Set in Newfoundland circa 1987 (although it doesn’t really need to be outside of a couple of strong soundtrack choices), Black Conflux tells the concurrent stories of fifteen year old Jackie (Ella Ballentine) and nearly middle aged Dennis (Ryan McDonald). Jackie has plenty of friends, but she’s unsure of the motives of teenage boys, probably because her mother is a terrible judge of men. Dennis, a loner who lives with his sister and works at the local brewery, has a low and increasingly violent opinion of women and no real friends.
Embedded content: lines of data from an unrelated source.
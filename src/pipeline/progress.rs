use crate::db::store::{PostStore, StoreError};
use crate::models::carousel::NewCarouselImage;
use crate::models::job::{JobStatus, ProgressUpdate};

/// Keeps `images_completed` equal to the number of persisted rows.
///
/// A row and its count are only ever written together, through the store's
/// atomic `persist_image`.
pub struct ProgressTracker<'a> {
    store: &'a dyn PostStore,
}

impl<'a> ProgressTracker<'a> {
    pub fn new(store: &'a dyn PostStore) -> Self {
        Self { store }
    }

    /// `None` when the slot already had a row.
    pub async fn persist(
        &self,
        image: &NewCarouselImage,
    ) -> Result<Option<ProgressUpdate>, StoreError> {
        let key = image.key;
        let Some(update) = self.store.persist_image(image).await? else {
            return Ok(None);
        };

        metrics::counter!("carousel_images_generated_total").increment(1);
        tracing::debug!(
            job_id = %key.job_id,
            slot_index = key.slot_index,
            images_completed = update.images_completed,
            images_total = update.images_total,
            "Progress incremented"
        );

        if update.is_full() && update.status == JobStatus::Completed {
            tracing::info!(job_id = %key.job_id, "Carousel full, job finalized as completed");
        }

        Ok(Some(update))
    }
}
use crate::models::carousel::CAROUSEL_SIZE;
use crate::models::job::PostJob;
use crate::models::post::{Concept, Platform, SourceRef};

/// Per-source excerpt cap, in characters.
const SOURCE_EXCERPT_CHARS: usize = 600;
/// Cap for the whole source summary, in characters.
const SOURCE_SUMMARY_CHARS: usize = 4000;

pub const SYSTEM_PROMPT: &str = concat!(
    "You are a social media copywriter and art director for a community organisation. ",
    "You always answer with a single JSON value and nothing else."
);

/// Everything a prompt template needs from a job.
#[derive(Debug, Clone, Copy)]
pub struct PromptContext<'a> {
    pub concept: &'a Concept,
    pub platform: Platform,
    pub style: &'a str,
    pub voice: &'a str,
    pub source_refs: &'a [SourceRef],
}

impl<'a> From<&'a PostJob> for PromptContext<'a> {
    fn from(job: &'a PostJob) -> Self {
        Self {
            concept: &job.concept,
            platform: job.platform,
            style: &job.style,
            voice: &job.voice,
            source_refs: &job.source_refs,
        }
    }
}

fn truncate_chars(text: &str, max_chars: usize) -> String {
    match text.char_indices().nth(max_chars) {
        Some((cut, _)) => format!("{}…", text[..cut].trim_end()),
        None => text.to_string(),
    }
}

/// Short bulleted digest of the source content.
pub fn summarize_sources(sources: &[SourceRef]) -> String {
    let mut summary = String::new();
    for source in sources {
        let line = format!(
            "- [{}] {}: {}\n",
            source.kind,
            source.title.trim(),
            truncate_chars(source.content.trim(), SOURCE_EXCERPT_CHARS)
        );
        if summary.chars().count() + line.chars().count() > SOURCE_SUMMARY_CHARS {
            break;
        }
        summary.push_str(&line);
    }
    summary
}

fn describe_concept(concept: &Concept) -> String {
    let mut out = format!("Title: {}\n", concept.title);
    if let Some(angle) = &concept.angle {
        out.push_str(&format!("Angle: {angle}\n"));
    }
    if let Some(audience) = &concept.target_audience {
        out.push_str(&format!("Target audience: {audience}\n"));
    }
    if !concept.key_messages.is_empty() {
        out.push_str("Key messages:\n");
        for message in &concept.key_messages {
            out.push_str(&format!("  * {message}\n"));
        }
    }
    if let Some(tone) = &concept.tone {
        out.push_str(&format!("Tone: {tone}\n"));
    }
    if let Some(cta) = &concept.call_to_action {
        out.push_str(&format!("Call to action: {cta}\n"));
    }
    out
}

fn brief(ctx: &PromptContext<'_>) -> String {
    format!(
        "CONCEPT\n{}\nSOURCE CONTENT\n{}\nPlatform: {}\nVisual style: {}\nBrand voice: {}\n",
        describe_concept(ctx.concept),
        summarize_sources(ctx.source_refs),
        ctx.platform,
        ctx.style,
        ctx.voice
    )
}

/// Prompt for the caption + hashtag stage.
pub fn caption_prompt(ctx: &PromptContext<'_>) -> String {
    format!(
        "{}\nWrite the post caption for {} in the brand voice above. \
         Open with a hook, stay faithful to the source content and end with the call to action.\n\
         Return a JSON object with keys \"caption\" (string) and \"hashtags\" (array of 3 to 15 strings, each starting with #).",
        brief(ctx),
        ctx.platform
    )
}

/// Prompt for the image prompt stage.
pub fn image_prompts_prompt(ctx: &PromptContext<'_>) -> String {
    format!(
        "{brief}\nPlan a carousel of exactly {n} images that tell one story. \
         Slot 1 is the hook that stops the scroll, slots 2 to {last_detail} carry the supporting detail \
         and slot {n} is the call to action. Every prompt must be distinct and describe a single image \
         in the visual style above, without any text rendered in the image.\n\
         Return a JSON array of exactly {n} objects with keys \"slot\" (1-{n}), \"prompt\" and \"alt_text\".",
        brief = brief(ctx),
        n = CAROUSEL_SIZE,
        last_detail = CAROUSEL_SIZE - 1
    )
}

#[cfg(test)]
mod tests {
    use super::*;
    use crate::models::post::SourceKind;

    fn concept() -> Concept {
        Concept {
            title: "Food shelf open house".to_string(),
            angle: Some("Behind the scenes".to_string()),
            target_audience: Some("New volunteers".to_string()),
            key_messages: vec!["Shifts are two hours".to_string()],
            tone: Some("Upbeat".to_string()),
            call_to_action: Some("Sign up today".to_string()),
        }
    }

    fn source(content: &str) -> SourceRef {
        SourceRef {
            kind: SourceKind::Blog,
            id: Some("42".to_string()),
            title: "Open house recap".to_string(),
            content: content.to_string(),
        }
    }

    #[test]
    fn test_caption_prompt_carries_brief() {
        let concept = concept();
        let sources = vec![source("We sorted 2,000 pounds of produce.")];
        let ctx = PromptContext {
            concept: &concept,
            platform: Platform::Instagram,
            style: "documentary",
            voice: "friendly",
            source_refs: &sources,
        };
        let prompt = caption_prompt(&ctx);
        assert!(prompt.contains("Food shelf open house"));
        assert!(prompt.contains("Shifts are two hours"));
        assert!(prompt.contains("2,000 pounds"));
        assert!(prompt.contains("instagram"));
        assert!(prompt.contains("\"caption\""));
    }

    #[test]
    fn test_image_prompt_describes_arc() {
        let concept = concept();
        let ctx = PromptContext {
            concept: &concept,
            platform: Platform::Linkedin,
            style: "flat illustration",
            voice: "professional",
            source_refs: &[],
        };
        let prompt = image_prompts_prompt(&ctx);
        assert!(prompt.contains("exactly 9"));
        assert!(prompt.contains("slot 9 is the call to action"));
        assert!(prompt.contains("flat illustration"));
    }

    #[test]
    fn test_long_sources_are_truncated() {
        let long = "word ".repeat(1000);
        let summary = summarize_sources(&[source(&long)]);
        assert!(summary.chars().count() < SOURCE_EXCERPT_CHARS + 100);
        assert!(summary.contains('…'));
    }

    #[test]
    fn test_summary_is_capped() {
        let body = "x".repeat(SOURCE_EXCERPT_CHARS);
        let sources: Vec<_> = (0..20).map(|_| source(&body)).collect();
        assert!(summarize_sources(&sources).chars().count() <= SOURCE_SUMMARY_CHARS);
    }
}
Dorsey has a true gift for nailing the sometimes subtextually eerie rhythms of daily life – both visually and through her assured script, with Ballentine, McDonald, and the supporting cast enhancing these beats greatly – and Black Conflux stays captivating without becoming an outright horror film and only occasionally lapsing into thriller territory as it heads towards the climax. What Dorsey really wants to create is a minor key tragedy that lingers and raises just as many questions as it gives answers in return. If you think that Dorsey might be foreshadowing something, you might be right and you might be wrong, but the filmmaker never cheats the audience, preferring to leave things vague if it means giving them easy answers. Black Conflux is the type of film that you’ll keep thinking about long after you’ve left the theatre.